Coppa, il Casarano fa 1-1. Per la semifinale dovrà vincere (o pari con più gol) fra 7 giorni a Canicattì

Il gol di Agodirin (foto Gigi Garofalo)

Con un gol di Agodirin nei minuti finali il Casarano pareggia i conti con il Canicattì nell’andata dei quarti di finale di Coppa Italia Dilettanti (fase nazionale), disputatasi nel pomeriggio al “Capozza”. Un risultato (1-1) che costringe la squadra salentina a vincere o a pareggiare con più di un gol in Sicilia nella gara di ritorno, fra una settimana. Ospiti in vantaggio nel terzo minuto di recupero del primo tempo con il gol del bomber Caronia. Nel secondo tempo la reazione del Casarano che raccoglie i frutti al 39′: cross di Palma dalla sinistra e di testa Agodirin batte il n.1 avversario. Per il 36enne attaccante nigeriano è il terzo centro nella competizione.

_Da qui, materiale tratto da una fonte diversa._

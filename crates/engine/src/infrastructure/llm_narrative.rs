//! Narrative collaborator backed by a chat-completion LLM.
//!
//! This adapter only moves bytes: it serializes the context, asks for JSON,
//! and hands back whatever object came out. Shape checking is the
//! validator's job.

use std::sync::Arc;

use async_trait::async_trait;

use crate::infrastructure::ports::{
    ChatMessage, LlmPort, LlmRequest, NarrativeContext, NarrativeError, NarrativePort,
    PerkContext,
};

const TURN_CONTRACT: &str = r#"You narrate a turn-based superhero story for several players.
Reply with a single JSON object and nothing else.
If the player's action is impossible, reply {"valid": false, "validationError": "<why>"}.
Otherwise reply {"valid": true, "narrative": "<story>",
 "choices": [{"label": "A", "description": "...", "riskLevel": "low|medium|high|extreme"}, ... exactly A, B, C, D],
 "statUpdates": [{"characterId": "<id from context>", "changes": {"hp": <delta>, "level": <int>,
   "attributes": {"strength": <int>}, "statuses": [{"name": "...", "description": "...", "duration": <turns>, "effect": "..."}],
   "newPerks": [{"name": "...", "description": "..."}]}}]}
Use character ids, never names, in characterId."#;

const PERK_CONTRACT: &str = r#"A character just leveled up. Invent one perk that fits their powers and weakness.
Reply with a single JSON object: {"name": "<perk name>", "description": "<what it does>"}."#;

pub struct LlmNarrativeGenerator {
    llm: Arc<dyn LlmPort>,
    temperature: f32,
}

impl LlmNarrativeGenerator {
    pub fn new(llm: Arc<dyn LlmPort>) -> Self {
        Self {
            llm,
            temperature: 0.8,
        }
    }

    async fn ask(&self, contract: &str, payload: String) -> Result<serde_json::Value, NarrativeError> {
        let request = LlmRequest::new(vec![ChatMessage::user(payload)])
            .with_system_prompt(contract)
            .with_temperature(self.temperature);

        let response = self.llm.generate(request).await?;
        if let Some(usage) = response.usage {
            tracing::debug!(
                prompt_tokens = usage.prompt_tokens,
                completion_tokens = usage.completion_tokens,
                "Narrative generation finished"
            );
        }
        extract_json_object(&response.content)
    }
}

#[async_trait]
impl NarrativePort for LlmNarrativeGenerator {
    async fn generate_turn(
        &self,
        context: &NarrativeContext,
    ) -> Result<serde_json::Value, NarrativeError> {
        let payload = serde_json::to_string(context)
            .map_err(|e| NarrativeError::RequestFailed(format!("context serialization: {e}")))?;
        self.ask(TURN_CONTRACT, payload).await
    }

    async fn generate_perk(
        &self,
        context: &PerkContext,
    ) -> Result<serde_json::Value, NarrativeError> {
        let payload = serde_json::to_string(context)
            .map_err(|e| NarrativeError::RequestFailed(format!("context serialization: {e}")))?;
        self.ask(PERK_CONTRACT, payload).await
    }
}

/// Pull the outermost JSON object out of a reply that may carry code fences
/// or chatter around it.
fn extract_json_object(content: &str) -> Result<serde_json::Value, NarrativeError> {
    let start = content.find('{');
    let end = content.rfind('}');
    let slice = match (start, end) {
        (Some(start), Some(end)) if start < end => &content[start..=end],
        _ => {
            return Err(NarrativeError::InvalidResponse(
                "reply contains no JSON object".to_string(),
            ))
        }
    };
    serde_json::from_str(slice).map_err(|e| NarrativeError::InvalidResponse(e.to_string()))
}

POST GARA Il commento di mister Pasquale De Candia, tecnico del Casarano: “Pareggio giusto: nel primo tempo meglio il Canicattì, anche se abbiamo preso gol in modo ingenuo. Nel secondo abbiamo fatto bene, esattamente il contrario del primo. Certo, sarebbe stato meglio lo 0-0 ma la qualificazione è ancora aperta, anche perché fuori abbiamo ottenuto più vittorie che in casa”. Approccio molle, la testa era alla supersfida di domenica con il Brindisi, primo match-point per la vittoria del campionato? “Può essere, ma non dobbiamo crearci alibi. Mi auguro che la prestazione della ripresa sia il preludio a quello che sarà domenica”, la risposta dell’allenatore molfettese.